[Stored data]

□ □ □ □ □ □ □

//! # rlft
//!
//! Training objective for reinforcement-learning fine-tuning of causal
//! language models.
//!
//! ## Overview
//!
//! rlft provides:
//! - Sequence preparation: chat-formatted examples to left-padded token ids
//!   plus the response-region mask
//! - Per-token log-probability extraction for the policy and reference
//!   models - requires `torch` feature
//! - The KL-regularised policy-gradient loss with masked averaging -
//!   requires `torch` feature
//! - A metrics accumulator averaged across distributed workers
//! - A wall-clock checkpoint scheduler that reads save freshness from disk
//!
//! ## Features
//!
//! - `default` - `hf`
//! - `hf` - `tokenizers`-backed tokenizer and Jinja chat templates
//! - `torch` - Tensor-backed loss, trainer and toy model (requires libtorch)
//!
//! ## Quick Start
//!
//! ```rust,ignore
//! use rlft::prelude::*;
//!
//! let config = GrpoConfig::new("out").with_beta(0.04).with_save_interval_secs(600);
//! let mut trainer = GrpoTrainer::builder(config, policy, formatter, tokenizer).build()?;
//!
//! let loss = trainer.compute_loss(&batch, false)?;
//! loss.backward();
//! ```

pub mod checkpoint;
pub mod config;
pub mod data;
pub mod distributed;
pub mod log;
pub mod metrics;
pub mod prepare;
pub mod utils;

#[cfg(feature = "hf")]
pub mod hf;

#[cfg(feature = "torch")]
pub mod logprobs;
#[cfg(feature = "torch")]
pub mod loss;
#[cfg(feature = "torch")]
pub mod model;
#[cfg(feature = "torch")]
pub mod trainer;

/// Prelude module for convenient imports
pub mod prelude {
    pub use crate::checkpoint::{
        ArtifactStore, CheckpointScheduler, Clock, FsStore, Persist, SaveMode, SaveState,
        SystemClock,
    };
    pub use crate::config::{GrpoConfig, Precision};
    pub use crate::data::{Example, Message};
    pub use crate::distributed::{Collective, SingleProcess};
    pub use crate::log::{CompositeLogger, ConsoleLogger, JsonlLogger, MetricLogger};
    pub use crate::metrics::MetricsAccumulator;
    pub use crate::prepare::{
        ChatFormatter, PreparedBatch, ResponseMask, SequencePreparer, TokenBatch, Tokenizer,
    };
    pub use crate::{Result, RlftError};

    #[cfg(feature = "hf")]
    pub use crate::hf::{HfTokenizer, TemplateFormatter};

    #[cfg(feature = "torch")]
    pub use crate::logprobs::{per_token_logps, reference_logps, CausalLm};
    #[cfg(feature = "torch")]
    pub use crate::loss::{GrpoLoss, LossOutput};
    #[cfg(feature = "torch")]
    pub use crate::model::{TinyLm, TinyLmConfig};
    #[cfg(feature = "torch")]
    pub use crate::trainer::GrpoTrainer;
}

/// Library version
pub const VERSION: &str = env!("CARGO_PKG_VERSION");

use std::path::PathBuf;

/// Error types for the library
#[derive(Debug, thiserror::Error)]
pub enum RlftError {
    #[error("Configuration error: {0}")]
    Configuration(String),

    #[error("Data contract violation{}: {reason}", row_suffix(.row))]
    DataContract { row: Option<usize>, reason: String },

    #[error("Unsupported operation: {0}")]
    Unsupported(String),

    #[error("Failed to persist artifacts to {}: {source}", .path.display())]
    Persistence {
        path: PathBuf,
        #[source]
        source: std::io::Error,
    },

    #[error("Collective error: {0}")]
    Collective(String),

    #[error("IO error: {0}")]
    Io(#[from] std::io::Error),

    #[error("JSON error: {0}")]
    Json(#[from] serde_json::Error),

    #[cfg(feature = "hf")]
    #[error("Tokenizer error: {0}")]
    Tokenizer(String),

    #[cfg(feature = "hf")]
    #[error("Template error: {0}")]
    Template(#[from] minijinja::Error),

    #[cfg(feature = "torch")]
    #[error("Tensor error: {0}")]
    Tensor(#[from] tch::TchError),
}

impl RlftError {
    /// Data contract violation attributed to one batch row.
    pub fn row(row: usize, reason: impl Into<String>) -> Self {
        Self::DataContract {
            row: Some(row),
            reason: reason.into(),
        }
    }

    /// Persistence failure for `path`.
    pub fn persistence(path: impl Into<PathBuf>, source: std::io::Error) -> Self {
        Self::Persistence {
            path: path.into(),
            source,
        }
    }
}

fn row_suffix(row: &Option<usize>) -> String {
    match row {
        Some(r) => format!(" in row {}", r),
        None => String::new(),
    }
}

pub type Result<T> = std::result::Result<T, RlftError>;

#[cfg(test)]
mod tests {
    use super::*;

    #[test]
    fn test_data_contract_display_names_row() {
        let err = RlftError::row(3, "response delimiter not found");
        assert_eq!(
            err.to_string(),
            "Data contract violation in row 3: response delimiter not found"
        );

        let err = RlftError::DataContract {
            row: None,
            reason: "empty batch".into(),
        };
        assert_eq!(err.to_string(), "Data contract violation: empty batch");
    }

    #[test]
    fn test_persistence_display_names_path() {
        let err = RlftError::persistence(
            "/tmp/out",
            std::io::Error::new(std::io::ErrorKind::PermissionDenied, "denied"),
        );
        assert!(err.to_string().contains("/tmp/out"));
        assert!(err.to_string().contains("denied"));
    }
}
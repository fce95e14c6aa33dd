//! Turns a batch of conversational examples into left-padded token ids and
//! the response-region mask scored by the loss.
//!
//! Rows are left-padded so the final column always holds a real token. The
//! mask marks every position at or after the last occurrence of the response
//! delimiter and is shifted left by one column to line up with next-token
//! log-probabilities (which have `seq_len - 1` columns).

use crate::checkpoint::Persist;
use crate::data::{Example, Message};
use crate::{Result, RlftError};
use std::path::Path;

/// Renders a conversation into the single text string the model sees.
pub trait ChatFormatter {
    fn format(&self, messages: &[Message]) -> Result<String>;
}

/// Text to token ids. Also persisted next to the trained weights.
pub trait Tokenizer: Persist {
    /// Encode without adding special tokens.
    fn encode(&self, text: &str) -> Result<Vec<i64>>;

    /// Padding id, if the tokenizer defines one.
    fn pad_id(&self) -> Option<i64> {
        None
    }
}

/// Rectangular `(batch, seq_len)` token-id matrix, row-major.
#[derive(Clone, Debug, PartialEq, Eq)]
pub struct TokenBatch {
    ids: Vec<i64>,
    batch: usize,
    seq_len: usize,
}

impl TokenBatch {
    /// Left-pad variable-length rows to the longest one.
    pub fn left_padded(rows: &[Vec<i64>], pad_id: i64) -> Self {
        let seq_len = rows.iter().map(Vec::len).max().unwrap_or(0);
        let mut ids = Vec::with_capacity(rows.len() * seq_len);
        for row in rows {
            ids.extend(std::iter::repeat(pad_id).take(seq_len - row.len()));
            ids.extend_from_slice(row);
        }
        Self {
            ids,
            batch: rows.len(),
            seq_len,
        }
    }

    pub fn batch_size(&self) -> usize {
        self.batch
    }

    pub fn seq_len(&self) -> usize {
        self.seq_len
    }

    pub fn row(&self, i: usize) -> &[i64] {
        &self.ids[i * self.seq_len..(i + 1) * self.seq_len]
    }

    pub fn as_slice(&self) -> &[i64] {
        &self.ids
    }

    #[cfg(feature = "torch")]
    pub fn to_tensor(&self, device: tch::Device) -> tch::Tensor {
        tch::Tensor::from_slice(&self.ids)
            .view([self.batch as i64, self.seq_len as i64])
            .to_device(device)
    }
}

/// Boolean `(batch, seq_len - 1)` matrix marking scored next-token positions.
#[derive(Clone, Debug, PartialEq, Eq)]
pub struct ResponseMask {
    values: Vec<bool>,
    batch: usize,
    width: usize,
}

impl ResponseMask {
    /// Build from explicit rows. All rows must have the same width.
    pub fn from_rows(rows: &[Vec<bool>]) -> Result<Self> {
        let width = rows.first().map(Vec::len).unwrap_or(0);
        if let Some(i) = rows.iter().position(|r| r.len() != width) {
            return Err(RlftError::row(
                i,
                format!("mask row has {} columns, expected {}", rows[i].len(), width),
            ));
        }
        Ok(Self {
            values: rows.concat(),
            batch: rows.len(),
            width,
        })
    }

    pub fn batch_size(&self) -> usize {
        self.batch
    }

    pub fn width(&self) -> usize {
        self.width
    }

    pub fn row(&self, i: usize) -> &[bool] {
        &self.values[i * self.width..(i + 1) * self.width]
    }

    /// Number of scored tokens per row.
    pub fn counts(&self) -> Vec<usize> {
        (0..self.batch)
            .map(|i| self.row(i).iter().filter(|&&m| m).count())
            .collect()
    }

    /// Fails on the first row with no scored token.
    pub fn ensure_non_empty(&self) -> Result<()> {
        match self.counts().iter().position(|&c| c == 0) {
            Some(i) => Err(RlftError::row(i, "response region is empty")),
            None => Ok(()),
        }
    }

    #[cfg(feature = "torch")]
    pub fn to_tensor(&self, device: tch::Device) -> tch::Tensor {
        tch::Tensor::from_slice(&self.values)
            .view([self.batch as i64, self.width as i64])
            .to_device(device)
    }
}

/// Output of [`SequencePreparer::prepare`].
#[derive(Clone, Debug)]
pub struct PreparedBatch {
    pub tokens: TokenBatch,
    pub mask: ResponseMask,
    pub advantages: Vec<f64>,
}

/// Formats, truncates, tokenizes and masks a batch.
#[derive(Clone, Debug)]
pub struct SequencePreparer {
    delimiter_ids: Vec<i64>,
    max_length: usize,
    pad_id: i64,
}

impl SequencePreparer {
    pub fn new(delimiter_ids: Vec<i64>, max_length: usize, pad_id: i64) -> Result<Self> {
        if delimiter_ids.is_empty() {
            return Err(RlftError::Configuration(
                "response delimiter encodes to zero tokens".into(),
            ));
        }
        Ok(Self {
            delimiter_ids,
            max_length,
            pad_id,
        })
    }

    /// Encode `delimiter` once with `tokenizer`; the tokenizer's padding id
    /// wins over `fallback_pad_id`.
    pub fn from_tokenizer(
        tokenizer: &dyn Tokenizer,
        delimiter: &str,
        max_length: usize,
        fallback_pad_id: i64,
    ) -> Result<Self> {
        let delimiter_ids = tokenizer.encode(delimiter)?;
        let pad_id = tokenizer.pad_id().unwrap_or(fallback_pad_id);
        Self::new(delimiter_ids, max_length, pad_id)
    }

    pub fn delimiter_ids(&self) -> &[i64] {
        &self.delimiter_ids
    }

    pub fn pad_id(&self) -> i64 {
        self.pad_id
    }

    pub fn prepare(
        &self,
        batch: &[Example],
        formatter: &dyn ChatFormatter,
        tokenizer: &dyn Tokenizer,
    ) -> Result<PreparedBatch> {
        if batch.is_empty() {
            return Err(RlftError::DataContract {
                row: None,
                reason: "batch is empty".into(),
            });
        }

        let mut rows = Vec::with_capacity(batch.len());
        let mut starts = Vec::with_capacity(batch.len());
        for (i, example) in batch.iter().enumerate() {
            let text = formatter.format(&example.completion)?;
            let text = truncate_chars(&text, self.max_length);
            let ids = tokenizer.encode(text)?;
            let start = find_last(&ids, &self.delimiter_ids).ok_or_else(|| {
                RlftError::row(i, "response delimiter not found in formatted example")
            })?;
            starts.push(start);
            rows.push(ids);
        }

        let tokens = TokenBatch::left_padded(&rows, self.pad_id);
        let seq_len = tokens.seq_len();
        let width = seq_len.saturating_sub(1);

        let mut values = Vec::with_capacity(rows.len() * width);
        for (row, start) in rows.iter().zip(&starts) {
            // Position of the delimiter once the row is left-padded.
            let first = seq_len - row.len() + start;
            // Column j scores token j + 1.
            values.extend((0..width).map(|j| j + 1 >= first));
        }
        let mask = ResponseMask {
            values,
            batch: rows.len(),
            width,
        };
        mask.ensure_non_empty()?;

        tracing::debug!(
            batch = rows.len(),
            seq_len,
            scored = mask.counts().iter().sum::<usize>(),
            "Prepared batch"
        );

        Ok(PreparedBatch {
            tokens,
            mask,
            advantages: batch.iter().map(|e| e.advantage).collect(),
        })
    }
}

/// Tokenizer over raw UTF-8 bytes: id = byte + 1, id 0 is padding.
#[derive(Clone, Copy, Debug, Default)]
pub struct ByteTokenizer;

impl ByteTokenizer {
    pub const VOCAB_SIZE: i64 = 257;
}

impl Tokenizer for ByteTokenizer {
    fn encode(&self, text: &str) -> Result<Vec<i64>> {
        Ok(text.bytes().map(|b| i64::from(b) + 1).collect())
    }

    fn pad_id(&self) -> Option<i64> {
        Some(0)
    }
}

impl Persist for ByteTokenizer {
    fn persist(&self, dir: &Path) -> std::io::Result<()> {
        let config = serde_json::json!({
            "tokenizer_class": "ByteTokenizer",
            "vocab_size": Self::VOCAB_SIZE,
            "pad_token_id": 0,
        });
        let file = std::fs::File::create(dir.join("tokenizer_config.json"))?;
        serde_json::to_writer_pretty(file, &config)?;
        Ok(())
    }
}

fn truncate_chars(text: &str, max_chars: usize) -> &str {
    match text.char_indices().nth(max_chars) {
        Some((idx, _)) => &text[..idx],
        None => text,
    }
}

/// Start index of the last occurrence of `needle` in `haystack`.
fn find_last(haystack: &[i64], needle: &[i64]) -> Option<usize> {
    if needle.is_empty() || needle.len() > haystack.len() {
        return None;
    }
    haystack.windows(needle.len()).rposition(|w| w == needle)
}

□ □ □ □ □ □ □

▸ **Task to complete**:
The expected answer is a copy of each line above containing "SequencePreparer".

▸ **Task answer**:
        ChatFormatter, PreparedBatch, ResponseMask, SequencePreparer, TokenBatch, Tokenizer,
/// Output of [`SequencePreparer::prepare`].
pub struct SequencePreparer {
impl SequencePreparer {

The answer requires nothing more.